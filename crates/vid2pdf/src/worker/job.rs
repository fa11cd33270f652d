use std::path::PathBuf;

use serde::Serialize;

use crate::catalog::{Job, OrderingKey};
use crate::pipeline::state::{JobState, Stage};

/// Terminal result of one job, as recorded in the run summary.
#[derive(Debug, Clone, PartialEq, Eq, Serialize)]
pub struct JobOutcome {
    pub position: usize,
    pub file_name: String,
    pub source_path: PathBuf,
    pub ordering_key: OrderingKey,
    pub state: JobState,
    /// Set when the job is `Done`.
    pub document_path: Option<PathBuf>,
    /// The document existed before the run; no stage ran.
    pub skipped: bool,
    #[serde(skip_serializing_if = "Option::is_none")]
    pub cleanup_warning: Option<String>,
    pub elapsed_ms: u64,
}

impl JobOutcome {
    pub fn done(job: &Job, document_path: PathBuf, skipped: bool) -> Self {
        Self {
            state: JobState::Done,
            document_path: Some(document_path),
            skipped,
            ..Self::base(job)
        }
    }

    pub fn failed(job: &Job, stage: Stage, cause: impl Into<String>) -> Self {
        Self {
            state: JobState::Failed {
                stage,
                cause: cause.into(),
            },
            ..Self::base(job)
        }
    }

    fn base(job: &Job) -> Self {
        Self {
            position: job.position,
            file_name: job.file_name.clone(),
            source_path: job.source_path.clone(),
            ordering_key: job.ordering_key,
            state: JobState::Pending,
            document_path: None,
            skipped: false,
            cleanup_warning: None,
            elapsed_ms: 0,
        }
    }

    pub fn is_done(&self) -> bool {
        matches!(self.state, JobState::Done)
    }

    pub fn is_failed(&self) -> bool {
        matches!(self.state, JobState::Failed { .. })
    }

    /// Stage and cause of a failed job.
    pub fn failure(&self) -> Option<(Stage, &str)> {
        match &self.state {
            JobState::Failed { stage, cause } => Some((*stage, cause.as_str())),
            _ => None,
        }
    }
}
use std::path::PathBuf;

use crate::catalog::OutputLayout;
use crate::config::{Config, MediaFormats};
use crate::stages::ExtractionSettings;

pub const RUN_SUMMARY_FILENAME: &str = "run_summary.json";
pub const DEFAULT_LOG_FILENAME: &str = "run.log";

/// Runtime settings for one run, resolved from the file config and CLI.
#[derive(Debug, Clone)]
pub struct PipelineConfig {
    pub input_directory: PathBuf,
    pub output_directory: PathBuf,
    pub formats: MediaFormats,
    pub worker_count: usize,
    pub extraction: ExtractionSettings,
    pub jpeg_quality: u8,
    pub cleanup_on_assembly_failure: bool,
    pub merged_filename: String,
    pub log_file: PathBuf,
}

impl PipelineConfig {
    pub fn from_config(config: &Config) -> Self {
        let output_directory = PathBuf::from(&config.output_directory);
        let log_file = config
            .log_file
            .as_ref()
            .map(PathBuf::from)
            .unwrap_or_else(|| output_directory.join(DEFAULT_LOG_FILENAME));

        Self {
            input_directory: PathBuf::from(&config.input_directory),
            formats: MediaFormats::new(&config.supported_extensions),
            worker_count: config.worker_count.max(1),
            extraction: ExtractionSettings {
                ffmpeg_path: PathBuf::from(&config.ffmpeg_path),
                sampling_rate: config.sampling_rate,
                hardware_acceleration: config.hardware_acceleration,
                hwaccel_method: config.hwaccel_method.clone(),
            },
            jpeg_quality: config.jpeg_quality,
            cleanup_on_assembly_failure: config.cleanup_on_assembly_failure,
            merged_filename: config.merged_filename.clone(),
            log_file,
            output_directory,
        }
    }

    pub fn layout(&self) -> OutputLayout {
        OutputLayout::new(&self.output_directory)
    }

    pub fn merged_path(&self) -> PathBuf {
        self.output_directory.join(&self.merged_filename)
    }

    pub fn summary_path(&self) -> PathBuf {
        self.output_directory.join(RUN_SUMMARY_FILENAME)
    }
}
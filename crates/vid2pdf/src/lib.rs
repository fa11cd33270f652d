pub mod catalog;
pub mod config;
pub mod error;
pub mod logging;
pub mod merge;
pub mod pipeline;
pub mod report;
pub mod run;
pub mod stages;
pub mod worker;

pub use catalog::{Job, JobCatalog, OrderingKey, OutputLayout};
pub use config::{load_config, Config};
pub use error::{
    CatalogError, ConfigError, LoggingError, MergeError, Result, StageError, Vid2PdfError,
    WorkerError,
};
pub use logging::{init_logging, LoggingConfig, RunLog};
pub use merge::{DocumentMerger, LopdfMerger, MergeCoordinator, MergeReport};
pub use pipeline::{JobState, Pipeline, PipelineConfig, ProgressReporter, Stage};
pub use run::{RunOutcome, RunStatus, Runner, EXIT_FATAL};
pub use stages::{check_ffmpeg, FfmpegExtractor, FrameExtractor, PageAssembler, PdfPageAssembler};
pub use worker::{JobOutcome, RunSummary, Scheduler};
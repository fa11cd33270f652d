use std::cmp::Ordering;
use std::fmt;
use std::path::{Path, PathBuf};
use std::sync::LazyLock;

use regex::Regex;
use serde::Serialize;

/// Numeric ordering prefix parsed from a file name.
///
/// `Numbered` always sorts before `Unnumbered`; the derived `Ord` relies on
/// the variant order.
#[derive(Debug, Clone, Copy, PartialEq, Eq, PartialOrd, Ord, Hash, Serialize)]
pub enum OrderingKey {
    Numbered(u64),
    Unnumbered,
}

static LEADING_DIGITS: LazyLock<Regex> =
    LazyLock::new(|| Regex::new(r"^[0-9]+").expect("valid leading-digits pattern"));

impl OrderingKey {
    /// Parses the longest leading ASCII digit run. Runs too large for `u64`
    /// saturate to `u64::MAX`.
    pub fn parse(file_name: &str) -> Self {
        match LEADING_DIGITS.find(file_name) {
            Some(m) => OrderingKey::Numbered(m.as_str().parse::<u64>().unwrap_or(u64::MAX)),
            None => OrderingKey::Unnumbered,
        }
    }
}

impl fmt::Display for OrderingKey {
    fn fmt(&self, f: &mut fmt::Formatter<'_>) -> fmt::Result {
        match self {
            OrderingKey::Numbered(n) => write!(f, "{:03}", n),
            OrderingKey::Unnumbered => write!(f, "---"),
        }
    }
}

/// Where a run keeps its per-job artifacts.
#[derive(Debug, Clone, PartialEq, Eq)]
pub struct OutputLayout {
    root: PathBuf,
}

impl OutputLayout {
    pub fn new<P: AsRef<Path>>(root: P) -> Self {
        Self {
            root: root.as_ref().to_path_buf(),
        }
    }

    pub fn root(&self) -> &Path {
        &self.root
    }

    pub fn frames_root(&self) -> PathBuf {
        self.root.join("frames")
    }

    pub fn documents_root(&self) -> PathBuf {
        self.root.join("documents")
    }

    pub fn frame_dir(&self, artifact_stem: &str) -> PathBuf {
        self.frames_root().join(artifact_stem)
    }

    pub fn document_path(&self, artifact_stem: &str) -> PathBuf {
        self.documents_root().join(format!("{}.pdf", artifact_stem))
    }
}

/// One video to convert. Built once by the catalog; never mutated afterwards.
#[derive(Debug, Clone, PartialEq, Eq, Serialize)]
pub struct Job {
    /// Position in catalog order, also the job's slot in the run summary.
    pub position: usize,
    pub source_path: PathBuf,
    pub file_name: String,
    pub ordering_key: OrderingKey,
    /// Name shared by the job's frame directory and document.
    pub artifact_stem: String,
    pub frame_dir: PathBuf,
    pub document_path: PathBuf,
}

impl Job {
    pub fn new(
        position: usize,
        source_path: PathBuf,
        artifact_stem: String,
        layout: &OutputLayout,
    ) -> Self {
        let file_name = source_path
            .file_name()
            .map(|n| n.to_string_lossy().to_string())
            .unwrap_or_default();
        let ordering_key = OrderingKey::parse(&file_name);
        Self {
            position,
            frame_dir: layout.frame_dir(&artifact_stem),
            document_path: layout.document_path(&artifact_stem),
            source_path,
            file_name,
            ordering_key,
            artifact_stem,
        }
    }

    /// Catalog order: ordering key first, file name on ties.
    pub fn catalog_cmp(&self, other: &Job) -> Ordering {
        self.ordering_key
            .cmp(&other.ordering_key)
            .then_with(|| self.file_name.cmp(&other.file_name))
    }
}
//! Log setup: stderr plus an append-only run log, with `log` records bridged
//! into `tracing`.

use std::fs::{File, OpenOptions};
use std::io::Write;
use std::path::{Path, PathBuf};
use std::sync::Mutex;

use chrono::{DateTime, Local};
use tracing_subscriber::layer::SubscriberExt;
use tracing_subscriber::{fmt, EnvFilter};
use uuid::Uuid;

use crate::error::LoggingError;

pub const DEFAULT_LOG_FILTER: &str = "info";
pub const VERBOSE_LOG_FILTER: &str = "debug";

#[derive(Debug, Clone, Default)]
pub struct LoggingConfig {
    /// Run log to append to. `None` logs to stderr only.
    pub log_file: Option<PathBuf>,
    pub verbose: bool,
}

fn env_filter(verbose: bool) -> EnvFilter {
    if verbose {
        EnvFilter::new(VERBOSE_LOG_FILTER)
    } else {
        EnvFilter::try_from_default_env().unwrap_or_else(|_| EnvFilter::new(DEFAULT_LOG_FILTER))
    }
}

fn open_append(path: &Path) -> Result<File, LoggingError> {
    let open_failed = |source| LoggingError::OpenFile {
        path: path.to_path_buf(),
        source,
    };
    if let Some(parent) = path.parent().filter(|p| !p.as_os_str().is_empty()) {
        std::fs::create_dir_all(parent).map_err(open_failed)?;
    }
    OpenOptions::new()
        .create(true)
        .append(true)
        .open(path)
        .map_err(open_failed)
}

/// Installs the global subscriber. Fails if one is already installed.
pub fn init_logging(config: &LoggingConfig) -> Result<(), LoggingError> {
    let file_layer = match &config.log_file {
        Some(path) => Some(
            fmt::layer()
                .with_writer(Mutex::new(open_append(path)?))
                .with_ansi(false),
        ),
        None => None,
    };

    let subscriber = tracing_subscriber::registry()
        .with(env_filter(config.verbose))
        .with(
            fmt::layer()
                .with_writer(std::io::stderr)
                .with_target(false),
        )
        .with(file_layer);

    tracing::subscriber::set_global_default(subscriber)
        .map_err(|e| LoggingError::Install(e.to_string()))?;
    tracing_log::LogTracer::init().map_err(|e| LoggingError::Install(e.to_string()))?;
    Ok(())
}

/// Identity of one run, stamped on the run log and on the `run` span.
#[derive(Debug, Clone)]
pub struct RunLog {
    pub run_id: String,
    pub started_at: DateTime<Local>,
}

impl RunLog {
    pub fn start() -> Self {
        Self {
            run_id: Uuid::new_v4().to_string(),
            started_at: Local::now(),
        }
    }

    pub fn banner(&self) -> String {
        format!(
            "========== vid2pdf run {} started {} ==========",
            self.run_id,
            self.started_at.format("%Y-%m-%d %H:%M:%S")
        )
    }

    /// Appends the banner so lines from different runs stay distinguishable.
    pub fn append_banner(&self, path: &Path) -> Result<(), LoggingError> {
        let mut file = open_append(path)?;
        writeln!(file, "\n{}", self.banner()).map_err(|source| LoggingError::OpenFile {
            path: path.to_path_buf(),
            source,
        })
    }
}

#[cfg(test)]
mod tests {
    use super::*;
    use tempfile::TempDir;

    #[test]
    fn test_run_ids_are_unique() {
        assert_ne!(RunLog::start().run_id, RunLog::start().run_id);
    }

    #[test]
    fn test_banner_contains_run_id() {
        let run = RunLog::start();
        assert!(run.banner().contains(&run.run_id));
    }

    #[test]
    fn test_append_banner_keeps_previous_runs() {
        let temp_dir = TempDir::new().unwrap();
        let path = temp_dir.path().join("logs").join("run.log");

        let first = RunLog::start();
        let second = RunLog::start();
        first.append_banner(&path).unwrap();
        second.append_banner(&path).unwrap();

        let contents = std::fs::read_to_string(&path).unwrap();
        let first_at = contents.find(&first.run_id).unwrap();
        let second_at = contents.find(&second.run_id).unwrap();
        assert!(first_at < second_at);
    }

    #[test]
    fn test_verbose_filter() {
        assert_eq!(env_filter(true).to_string(), VERBOSE_LOG_FILTER);
    }
}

== == ==

> **PROBLEM**: Check each line above for the string "PartialEq" and show the ones that have it.

> **SOLUTION FOR THIS PROBLEM**:
#[derive(Debug, Clone, PartialEq, Eq, Serialize)]
#[derive(Debug, Clone, Copy, PartialEq, Eq, PartialOrd, Ord, Hash, Serialize)]
#[derive(Debug, Clone, PartialEq, Eq)]
#[derive(Debug, Clone, PartialEq, Eq, Serialize)]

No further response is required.